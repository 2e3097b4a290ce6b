//! Edit Query Page (`/query/{id}/edit`, `/query/new/edit`)
//!
//! All form state lives in one [`QueryDraft`]; inputs call its mutation
//! methods and Save validates it before anything is sent.

use leptos::prelude::*;
use leptos::task::spawn_local;
use tracing::{error, warn};
use visibility_core::actions::{self, SaveError, LOAD_FAILED};
use visibility_core::api::TrackingApi;
use visibility_core::model::{ModelInfo, QueryId};
use visibility_core::{ModelNames, QueryDraft, Route};

use crate::commands::{alert, confirm, navigate};
use crate::components::{ModelPicker, TagInput};
use crate::context::use_app_context;

const SAVED: &str = "Query saved";
const DISCARD_CHANGES: &str = "Discard unsaved changes?";

/// `id` is `None` when creating a new query
#[component]
pub fn EditQueryPage(id: Option<QueryId>) -> impl IntoView {
    let ctx = use_app_context();
    let is_new = id.is_none();
    let existing = StoredValue::new(id);
    let draft = RwSignal::new(QueryDraft::default());
    // Last loaded or saved state, to tell whether leaving loses anything
    let baseline = RwSignal::new(QueryDraft::default());
    let (models, set_models) = signal(Vec::<ModelInfo>::new());
    let (saving, set_saving) = signal(false);

    // Model catalog for the picker
    Effect::new(move |_| {
        spawn_local(async move {
            match actions::load_models(&ctx.api()).await {
                Ok(loaded) if !loaded.is_empty() => set_models.set(loaded),
                Ok(_) => set_models.set(ModelNames::builtin_models()),
                Err(e) => {
                    warn!(error = %e, "model catalog unavailable, using built-in list");
                    set_models.set(ModelNames::builtin_models());
                }
            }
        });
    });

    // Existing query
    Effect::new(move |_| {
        let Some(id) = existing.get_value() else {
            return;
        };
        spawn_local(async move {
            match ctx.api().get_query(&id).await {
                Ok(query) => {
                    let loaded = QueryDraft::from_query(&query);
                    baseline.set(loaded.clone());
                    draft.set(loaded);
                }
                Err(e) => {
                    error!(query = %id, error = %e, "query load failed");
                    alert(&e.user_message(LOAD_FAILED));
                }
            }
        });
    });

    // Models the query already uses stay visible even if the catalog dropped them
    let picker_models = Signal::derive(move || {
        let mut list = models.get();
        draft.with(|d| {
            for id in &d.selected_models {
                if !list.iter().any(|m| &m.id == id) {
                    list.push(ModelInfo::new(id.clone(), id.clone()));
                }
            }
        });
        list
    });

    let save = move |ev: web_sys::SubmitEvent| {
        ev.prevent_default();
        if saving.get_untracked() {
            return;
        }
        let current = draft.get_untracked();
        set_saving.set(true);
        spawn_local(async move {
            let id = existing.get_value();
            match actions::save_draft(&ctx.api(), &current, id.as_ref()).await {
                Ok(saved) => {
                    baseline.set(current);
                    alert(SAVED);
                    let route = saved.map(Route::QueryDetail).unwrap_or(Route::Queries);
                    navigate(&route);
                }
                Err(e) => {
                    if let SaveError::Api(api_error) = &e {
                        error!(error = %api_error, "save failed");
                    }
                    set_saving.set(false);
                    alert(&e.user_message());
                }
            }
        });
    };

    let back = move |_| {
        let dirty = draft.with_untracked(|d| baseline.with_untracked(|b| d != b));
        if dirty && !confirm(DISCARD_CHANGES) {
            return;
        }
        let route = existing
            .get_value()
            .map(Route::QueryDetail)
            .unwrap_or(Route::Queries);
        navigate(&route);
    };

    view! {
        <div class="page edit-query">
            <div class="page-header">
                <div>
                    <button class="back-link" on:click=back>"← Back"</button>
                    <h1>{if is_new { "New query" } else { "Edit query" }}</h1>
                </div>
            </div>

            <form class="query-form" on:submit=save>
                <label class="form-field">
                    <span class="form-label">"Name"</span>
                    <input
                        type="text"
                        placeholder="e.g. CRM software"
                        prop:value=move || draft.with(|d| d.name.clone())
                        on:input=move |ev| draft.update(|d| d.set_name(event_target_value(&ev)))
                    />
                </label>

                <div class="form-field">
                    <span class="form-label">"Keywords"</span>
                    <TagInput
                        tags=Signal::derive(move || draft.with(|d| d.keywords.clone()))
                        placeholder="Type a keyword and press Enter"
                        on_add=move |keyword: String| draft.try_update(|d| d.add_keyword(&keyword)).unwrap_or(false)
                        on_remove=move |keyword: String| draft.update(|d| d.remove_keyword(&keyword))
                    />
                </div>

                <div class="form-field">
                    <span class="form-label">"Competitors"</span>
                    <TagInput
                        tags=Signal::derive(move || draft.with(|d| d.competitors.clone()))
                        placeholder="Type a competitor and press Enter"
                        on_add=move |competitor: String| draft.try_update(|d| d.add_competitor(&competitor)).unwrap_or(false)
                        on_remove=move |competitor: String| draft.update(|d| d.remove_competitor(&competitor))
                    />
                </div>

                <div class="form-field">
                    <span class="form-label">"Prompt"</span>
                    <input
                        type="text"
                        class="prompt-language"
                        prop:value=move || draft.with(|d| d.prompt_language.clone())
                        on:input=move |ev| draft.update(|d| d.prompt_language = event_target_value(&ev))
                    />
                    <textarea
                        class="prompt-text"
                        rows="8"
                        placeholder="One question per line. Use {keyword} where the keyword goes."
                        prop:value=move || draft.with(|d| d.prompt_text.clone())
                        on:input=move |ev| draft.update(|d| d.set_prompt_text(event_target_value(&ev)))
                    ></textarea>
                </div>

                <div class="form-field">
                    <span class="form-label">"Models"</span>
                    <ModelPicker
                        models=picker_models
                        selected=Signal::derive(move || draft.with(|d| d.selected_models.clone()))
                        on_toggle=move |model_id: String| draft.update(|d| d.toggle_model(&model_id))
                    />
                </div>

                <div class="form-actions">
                    <button type="submit" class="btn primary" disabled=move || saving.get()>
                        {move || if saving.get() { "Saving..." } else { "Save" }}
                    </button>
                </div>
            </form>
        </div>
    }
}
//! Application Context
//!
//! Shared handles provided via Leptos Context API.

use std::time::Duration;

use gloo_timers::future::TimeoutFuture;
use leptos::prelude::*;
use leptos::task::spawn_local;
use tracing::debug;
use visibility_core::actions::RefreshScheduler;

use crate::commands::HttpApi;

/// App-wide handles provided via context
#[derive(Clone, Copy)]
pub struct AppContext {
    api: StoredValue<HttpApi, LocalStorage>,
    /// Bumped to make the current page reload its data - read
    pub reload_trigger: ReadSignal<u32>,
    /// Bumped to make the current page reload its data - write
    set_reload_trigger: WriteSignal<u32>,
}

impl AppContext {
    pub fn new(api: HttpApi, reload_trigger: (ReadSignal<u32>, WriteSignal<u32>)) -> Self {
        Self {
            api: StoredValue::new_local(api),
            reload_trigger: reload_trigger.0,
            set_reload_trigger: reload_trigger.1,
        }
    }

    pub fn api(&self) -> HttpApi {
        self.api.get_value()
    }

    pub fn refresh_delay(&self) -> Duration {
        self.api.with_value(|api| api.config().track_all_refresh_delay)
    }

    /// Trigger a reload of the current page's data
    pub fn reload(&self) {
        self.set_reload_trigger.update(|v| *v += 1);
    }
}

pub fn use_app_context() -> AppContext {
    expect_context::<AppContext>()
}

/// Reloads the current page once, after the delay
pub struct ReloadScheduler {
    ctx: AppContext,
}

impl ReloadScheduler {
    pub fn new(ctx: AppContext) -> Self {
        Self { ctx }
    }
}

impl RefreshScheduler for ReloadScheduler {
    fn schedule_refresh(&self, delay: Duration) {
        let ctx = self.ctx;
        let millis = u32::try_from(delay.as_millis()).unwrap_or(u32::MAX);
        spawn_local(async move {
            TimeoutFuture::new(millis).await;
            debug!("scheduled refresh");
            ctx.reload();
        });
    }
}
....
→ **Your instructions**
Each record must be duplicated exactly, with none missing.

→ **Answer to this problem**
repository 2e3097b4a290ce6b
//! Edit Query Page (`/query/{id}/edit`, `/query/new/edit`)
//!
//! All form state lives in one [`QueryDraft`]; inputs call its mutation
//! methods and Save validates it before anything is sent.

use leptos::prelude::*;
use leptos::task::spawn_local;
use tracing::{error, warn};
use visibility_core::actions::{self, SaveError, LOAD_FAILED};
use visibility_core::api::TrackingApi;
use visibility_core::model::{ModelInfo, QueryId};
use visibility_core::{ModelNames, QueryDraft, Route};

use crate::commands::{alert, confirm, navigate};
use crate::components::{ModelPicker, TagInput};
use crate::context::use_app_context;

const SAVED: &str = "Query saved";
const DISCARD_CHANGES: &str = "Discard unsaved changes?";

/// `id` is `None` when creating a new query
#[component]
pub fn EditQueryPage(id: Option<QueryId>) -> impl IntoView {
    let ctx = use_app_context();
    let is_new = id.is_none();
    let existing = StoredValue::new(id);
    let draft = RwSignal::new(QueryDraft::default());
    // Last loaded or saved state, to tell whether leaving loses anything
    let baseline = RwSignal::new(QueryDraft::default());
    let (models, set_models) = signal(Vec::<ModelInfo>::new());
    let (saving, set_saving) = signal(false);

    // Model catalog for the picker
    Effect::new(move |_| {
        spawn_local(async move {
            match actions::load_models(&ctx.api()).await {
                Ok(loaded) if !loaded.is_empty() => set_models.set(loaded),
                Ok(_) => set_models.set(ModelNames::builtin_models()),
                Err(e) => {
                    warn!(error = %e, "model catalog unavailable, using built-in list");
                    set_models.set(ModelNames::builtin_models());
                }
            }
        });
    });

    // Existing query
    Effect::new(move |_| {
        let Some(id) = existing.get_value() else {
            return;
        };
        spawn_local(async move {
            match ctx.api().get_query(&id).await {
                Ok(query) => {
                    let loaded = QueryDraft::from_query(&query);
                    baseline.set(loaded.clone());
                    draft.set(loaded);
                }
                Err(e) => {
                    error!(query = %id, error = %e, "query load failed");
                    alert(&e.user_message(LOAD_FAILED));
                }
            }
        });
    });

    // Models the query already uses stay visible even if the catalog dropped them
    let picker_models = Signal::derive(move || {
        let mut list = models.get();
        draft.with(|d| {
            for id in &d.selected_models {
                if !list.iter().any(|m| &m.id == id) {
                    list.push(ModelInfo::new(id.clone(), id.clone()));
                }
            }
        });
        list
    });

    let save = move |ev: web_sys::SubmitEvent| {
        ev.prevent_default();
        if saving.get_untracked() {
            return;
        }
        let current = draft.get_untracked();
        set_saving.set(true);
        spawn_local(async move {
            let id = existing.get_value();
            match actions::save_draft(&ctx.api(), &current, id.as_ref()).await {
                Ok(saved) => {
                    baseline.set(current);
                    alert(SAVED);
                    let route = saved.map(Route::QueryDetail).unwrap_or(Route::Queries);
                    navigate(&route);
                }
                Err(e) => {
                    if let SaveError::Api(api_error) = &e {
                        error!(error = %api_error, "save failed");
                    }
                    set_saving.set(false);
                    alert(&e.user_message());
                }
            }
        });
    };

    let back = move |_| {
        let dirty = draft.with_untracked(|d| baseline.with_untracked(|b| d != b));
        if dirty && !confirm(DISCARD_CHANGES) {
            return;
        }
        let route = existing
            .get_value()
            .map(Route::QueryDetail)
            .unwrap_or(Route::Queries);
        navigate(&route);
    };

    view! {
        <div class="page edit-query">
            <div class="page-header">
                <div>
                    <button class="back-link" on:click=back>"← Back"</button>
                    <h1>{if is_new { "New query" } else { "Edit query" }}</h1>
                </div>
            </div>

            <form class="query-form" on:submit=save>
                <label class="form-field">
                    <span class="form-label">"Name"</span>
                    <input
                        type="text"
                        placeholder="e.g. CRM software"
                        prop:value=move || draft.with(|d| d.name.clone())
                        on:input=move |ev| draft.update(|d| d.set_name(event_target_value(&ev)))
                    />
                </label>

                <div class="form-field">
                    <span class="form-label">"Keywords"</span>
                    <TagInput
                        tags=Signal::derive(move || draft.with(|d| d.keywords.clone()))
                        placeholder="Type a keyword and press Enter"
                        on_add=move |keyword: String| draft.try_update(|d| d.add_keyword(&keyword)).unwrap_or(false)
                        on_remove=move |keyword: String| draft.update(|d| d.remove_keyword(&keyword))
                    />
                </div>

                <div class="form-field">
                    <span class="form-label">"Competitors"</span>
                    <TagInput
                        tags=Signal::derive(move || draft.with(|d| d.competitors.clone()))
                        placeholder="Type a competitor and press Enter"
                        on_add=move |competitor: String| draft.try_update(|d| d.add_competitor(&competitor)).unwrap_or(false)
                        on_remove=move |competitor: String| draft.update(|d| d.remove_competitor(&competitor))
                    />
                </div>

                <div class="form-field">
                    <span class="form-label">"Prompt"</span>
                    <input
                        type="text"
                        class="prompt-language"
                        prop:value=move || draft.with(|d| d.prompt_language.clone())
                        on:input=move |ev| draft.update(|d| d.prompt_language = event_target_value(&ev))
                    />
                    <textarea
                        class="prompt-text"
                        rows="8"
                        placeholder="One question per line. Use {keyword} where the keyword goes."
                        prop:value=move || draft.with(|d| d.prompt_text.clone())
                        on:input=move |ev| draft.update(|d| d.set_prompt_text(event_target_value(&ev)))
                    ></textarea>
                </div>

                <div class="form-field">
                    <span class="form-label">"Models"</span>
                    <ModelPicker
                        models=picker_models
                        selected=Signal::derive(move || draft.with(|d| d.selected_models.clone()))
                        on_toggle=move |model_id: String| draft.update(|d| d.toggle_model(&model_id))
                    />
                </div>

                <div class="form-actions">
                    <button type="submit" class="btn primary" disabled=move || saving.get()>
                        {move || if saving.get() { "Saving..." } else { "Save" }}
                    </button>
                </div>
            </form>
        </div>
    }
}
//! Application Context
//!
//! Shared handles provided via Leptos Context API.

use std::time::Duration;

use gloo_timers::future::TimeoutFuture;
use leptos::prelude::*;
use leptos::task::spawn_local;
use tracing::debug;
use visibility_core::actions::RefreshScheduler;

use crate::commands::HttpApi;

/// App-wide handles provided via context
#[derive(Clone, Copy)]
pub struct AppContext {
    api: StoredValue<HttpApi, LocalStorage>,
    /// Bumped to make the current page reload its data - read
    pub reload_trigger: ReadSignal<u32>,
    /// Bumped to make the current page reload its data - write
    set_reload_trigger: WriteSignal<u32>,
}

impl AppContext {
    pub fn new(api: HttpApi, reload_trigger: (ReadSignal<u32>, WriteSignal<u32>)) -> Self {
        Self {
            api: StoredValue::new_local(api),
            reload_trigger: reload_trigger.0,
            set_reload_trigger: reload_trigger.1,
        }
    }

    pub fn api(&self) -> HttpApi {
        self.api.get_value()
    }

    pub fn refresh_delay(&self) -> Duration {
        self.api.with_value(|api| api.config().track_all_refresh_delay)
    }

    /// Trigger a reload of the current page's data
    pub fn reload(&self) {
        self.set_reload_trigger.update(|v| *v += 1);
    }
}

pub fn use_app_context() -> AppContext {
    expect_context::<AppContext>()
}

/// Reloads the current page once, after the delay
pub struct ReloadScheduler {
    ctx: AppContext,
}

impl ReloadScheduler {
    pub fn new(ctx: AppContext) -> Self {
        Self { ctx }
    }
}

impl RefreshScheduler for ReloadScheduler {
    fn schedule_refresh(&self, delay: Duration) {
        let ctx = self.ctx;
        let millis = u32::try_from(delay.as_millis()).unwrap_or(u32::MAX);
        spawn_local(async move {
            TimeoutFuture::new(millis).await;
            debug!("scheduled refresh");
            ctx.reload();
        });
    }
}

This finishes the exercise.